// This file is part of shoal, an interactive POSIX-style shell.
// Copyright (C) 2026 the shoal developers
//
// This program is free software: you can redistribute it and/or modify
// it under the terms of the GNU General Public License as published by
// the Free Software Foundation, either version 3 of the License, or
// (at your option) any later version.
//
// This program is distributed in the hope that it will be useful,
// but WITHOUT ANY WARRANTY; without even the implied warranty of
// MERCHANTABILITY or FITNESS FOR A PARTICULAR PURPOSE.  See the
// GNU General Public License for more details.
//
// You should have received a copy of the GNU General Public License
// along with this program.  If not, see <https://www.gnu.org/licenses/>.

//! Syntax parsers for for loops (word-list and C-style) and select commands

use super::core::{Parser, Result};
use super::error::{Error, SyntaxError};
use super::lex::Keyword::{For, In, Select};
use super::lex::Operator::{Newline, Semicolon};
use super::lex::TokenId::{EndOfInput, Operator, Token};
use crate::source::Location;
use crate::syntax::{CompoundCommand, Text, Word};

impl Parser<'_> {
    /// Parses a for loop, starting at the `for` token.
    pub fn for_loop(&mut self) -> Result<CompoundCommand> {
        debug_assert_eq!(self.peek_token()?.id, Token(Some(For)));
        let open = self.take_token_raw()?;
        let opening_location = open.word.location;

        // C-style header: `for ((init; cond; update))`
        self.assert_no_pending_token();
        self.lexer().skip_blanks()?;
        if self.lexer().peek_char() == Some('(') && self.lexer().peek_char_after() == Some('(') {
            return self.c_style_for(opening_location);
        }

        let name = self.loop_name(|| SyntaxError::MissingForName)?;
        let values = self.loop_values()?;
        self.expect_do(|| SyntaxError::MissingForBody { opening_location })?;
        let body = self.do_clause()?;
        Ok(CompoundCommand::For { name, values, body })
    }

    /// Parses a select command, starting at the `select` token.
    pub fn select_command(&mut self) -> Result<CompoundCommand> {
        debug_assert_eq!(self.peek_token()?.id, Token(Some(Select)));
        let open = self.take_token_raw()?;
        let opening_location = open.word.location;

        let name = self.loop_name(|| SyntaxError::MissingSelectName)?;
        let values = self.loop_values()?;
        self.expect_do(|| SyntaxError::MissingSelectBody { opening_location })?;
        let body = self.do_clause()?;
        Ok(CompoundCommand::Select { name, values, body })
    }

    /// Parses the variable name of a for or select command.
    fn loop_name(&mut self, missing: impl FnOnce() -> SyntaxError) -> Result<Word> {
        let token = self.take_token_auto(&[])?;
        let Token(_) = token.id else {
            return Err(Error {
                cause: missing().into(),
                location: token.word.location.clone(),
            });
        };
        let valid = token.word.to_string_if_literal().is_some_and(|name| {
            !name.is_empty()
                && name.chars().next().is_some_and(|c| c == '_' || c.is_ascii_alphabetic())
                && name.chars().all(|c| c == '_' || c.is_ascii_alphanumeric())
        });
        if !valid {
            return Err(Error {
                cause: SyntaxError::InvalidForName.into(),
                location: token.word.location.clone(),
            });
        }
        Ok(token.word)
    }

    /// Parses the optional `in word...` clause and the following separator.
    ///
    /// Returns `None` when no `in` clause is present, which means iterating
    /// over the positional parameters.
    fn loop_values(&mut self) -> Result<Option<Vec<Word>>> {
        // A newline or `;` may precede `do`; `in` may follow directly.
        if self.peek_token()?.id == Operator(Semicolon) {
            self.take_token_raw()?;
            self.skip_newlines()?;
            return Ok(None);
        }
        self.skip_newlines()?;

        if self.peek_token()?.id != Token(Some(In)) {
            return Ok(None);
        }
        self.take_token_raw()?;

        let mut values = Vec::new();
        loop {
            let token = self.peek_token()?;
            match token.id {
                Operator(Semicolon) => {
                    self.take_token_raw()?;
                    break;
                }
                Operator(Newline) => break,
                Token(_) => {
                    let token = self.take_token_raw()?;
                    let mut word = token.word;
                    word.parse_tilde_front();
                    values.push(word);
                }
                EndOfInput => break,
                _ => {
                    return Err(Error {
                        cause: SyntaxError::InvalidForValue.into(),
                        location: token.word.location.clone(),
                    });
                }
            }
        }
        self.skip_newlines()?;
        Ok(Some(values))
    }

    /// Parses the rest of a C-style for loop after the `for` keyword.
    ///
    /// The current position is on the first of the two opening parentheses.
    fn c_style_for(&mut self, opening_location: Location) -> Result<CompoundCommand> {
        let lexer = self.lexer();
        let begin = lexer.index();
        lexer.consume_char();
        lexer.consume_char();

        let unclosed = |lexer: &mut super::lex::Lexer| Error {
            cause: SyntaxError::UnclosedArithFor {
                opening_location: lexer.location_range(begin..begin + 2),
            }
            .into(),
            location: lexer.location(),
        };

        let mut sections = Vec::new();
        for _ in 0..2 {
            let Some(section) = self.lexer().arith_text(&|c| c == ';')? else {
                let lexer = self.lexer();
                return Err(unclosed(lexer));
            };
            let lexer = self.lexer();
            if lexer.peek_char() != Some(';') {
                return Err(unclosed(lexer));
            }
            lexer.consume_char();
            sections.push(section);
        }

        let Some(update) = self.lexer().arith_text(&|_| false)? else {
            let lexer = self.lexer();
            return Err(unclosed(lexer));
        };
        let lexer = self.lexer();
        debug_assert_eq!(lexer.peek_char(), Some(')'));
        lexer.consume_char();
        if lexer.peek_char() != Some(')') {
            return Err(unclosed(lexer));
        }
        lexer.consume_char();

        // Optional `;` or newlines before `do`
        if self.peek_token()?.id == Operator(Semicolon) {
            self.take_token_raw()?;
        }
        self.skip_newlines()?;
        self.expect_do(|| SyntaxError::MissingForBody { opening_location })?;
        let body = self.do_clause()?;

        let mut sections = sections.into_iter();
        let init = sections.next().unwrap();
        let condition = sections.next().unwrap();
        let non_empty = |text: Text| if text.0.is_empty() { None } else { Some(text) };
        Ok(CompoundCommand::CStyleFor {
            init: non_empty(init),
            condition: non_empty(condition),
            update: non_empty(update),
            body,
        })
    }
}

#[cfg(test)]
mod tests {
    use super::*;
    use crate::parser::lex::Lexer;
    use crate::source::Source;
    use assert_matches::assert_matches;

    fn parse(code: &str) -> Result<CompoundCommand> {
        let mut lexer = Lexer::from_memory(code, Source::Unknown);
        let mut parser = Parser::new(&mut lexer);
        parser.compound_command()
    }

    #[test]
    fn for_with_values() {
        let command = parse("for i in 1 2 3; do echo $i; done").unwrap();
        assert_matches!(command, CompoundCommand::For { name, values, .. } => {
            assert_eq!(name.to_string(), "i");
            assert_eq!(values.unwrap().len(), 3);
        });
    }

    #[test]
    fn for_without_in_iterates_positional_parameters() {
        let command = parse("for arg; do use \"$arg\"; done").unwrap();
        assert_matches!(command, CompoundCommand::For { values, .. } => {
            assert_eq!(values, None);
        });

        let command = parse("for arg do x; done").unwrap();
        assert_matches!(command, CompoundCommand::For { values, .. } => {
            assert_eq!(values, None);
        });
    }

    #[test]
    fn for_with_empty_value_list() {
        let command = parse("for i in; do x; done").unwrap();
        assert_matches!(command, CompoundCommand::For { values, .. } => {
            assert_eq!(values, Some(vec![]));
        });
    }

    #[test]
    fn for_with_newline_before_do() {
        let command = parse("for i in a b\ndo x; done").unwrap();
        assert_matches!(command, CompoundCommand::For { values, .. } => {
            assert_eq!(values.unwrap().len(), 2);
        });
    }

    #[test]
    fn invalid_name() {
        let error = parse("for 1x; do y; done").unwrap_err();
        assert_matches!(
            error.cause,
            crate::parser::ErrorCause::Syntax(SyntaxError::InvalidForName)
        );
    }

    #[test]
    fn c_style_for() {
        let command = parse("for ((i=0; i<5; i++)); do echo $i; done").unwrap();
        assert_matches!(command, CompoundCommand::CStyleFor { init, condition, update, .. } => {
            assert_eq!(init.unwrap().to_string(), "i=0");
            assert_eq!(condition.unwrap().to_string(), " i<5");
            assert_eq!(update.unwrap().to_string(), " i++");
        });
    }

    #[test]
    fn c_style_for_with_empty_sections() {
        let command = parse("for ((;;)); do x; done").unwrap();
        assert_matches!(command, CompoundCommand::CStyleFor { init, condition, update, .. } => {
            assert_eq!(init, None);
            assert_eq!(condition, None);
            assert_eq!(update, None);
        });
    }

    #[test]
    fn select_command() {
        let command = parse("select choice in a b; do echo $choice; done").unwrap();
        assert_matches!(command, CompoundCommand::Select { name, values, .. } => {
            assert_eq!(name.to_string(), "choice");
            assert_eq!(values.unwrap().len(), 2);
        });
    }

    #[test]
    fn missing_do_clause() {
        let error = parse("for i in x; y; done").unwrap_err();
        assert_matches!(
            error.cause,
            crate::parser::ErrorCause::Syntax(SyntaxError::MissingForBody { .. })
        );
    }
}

++++++

» EXERCISE PROMPT: Taking the entries above, print exactly the lines starting at the line with "opening_location: lexer.location_range(begin..begin +" and ending at the line with "let condition = sections.next().unwrap();", both included.

» TASK SOLUTION:
                opening_location: lexer.location_range(begin..begin + 2),
            }
            .into(),
            location: lexer.location(),
        };

        let mut sections = Vec::new();
        for _ in 0..2 {
            let Some(section) = self.lexer().arith_text(&|c| c == ';')? else {
                let lexer = self.lexer();
                return Err(unclosed(lexer));
            };
            let lexer = self.lexer();
            if lexer.peek_char() != Some(';') {
                return Err(unclosed(lexer));
            }
            lexer.consume_char();
            sections.push(section);
        }

        let Some(update) = self.lexer().arith_text(&|_| false)? else {
            let lexer = self.lexer();
            return Err(unclosed(lexer));
        };
        let lexer = self.lexer();
        debug_assert_eq!(lexer.peek_char(), Some(')'));
        lexer.consume_char();
        if lexer.peek_char() != Some(')') {
            return Err(unclosed(lexer));
        }
        lexer.consume_char();

        // Optional `;` or newlines before `do`
        if self.peek_token()?.id == Operator(Semicolon) {
            self.take_token_raw()?;
        }
        self.skip_newlines()?;
        self.expect_do(|| SyntaxError::MissingForBody { opening_location })?;
        let body = self.do_clause()?;

        let mut sections = sections.into_iter();
        let init = sections.next().unwrap();
        let condition = sections.next().unwrap();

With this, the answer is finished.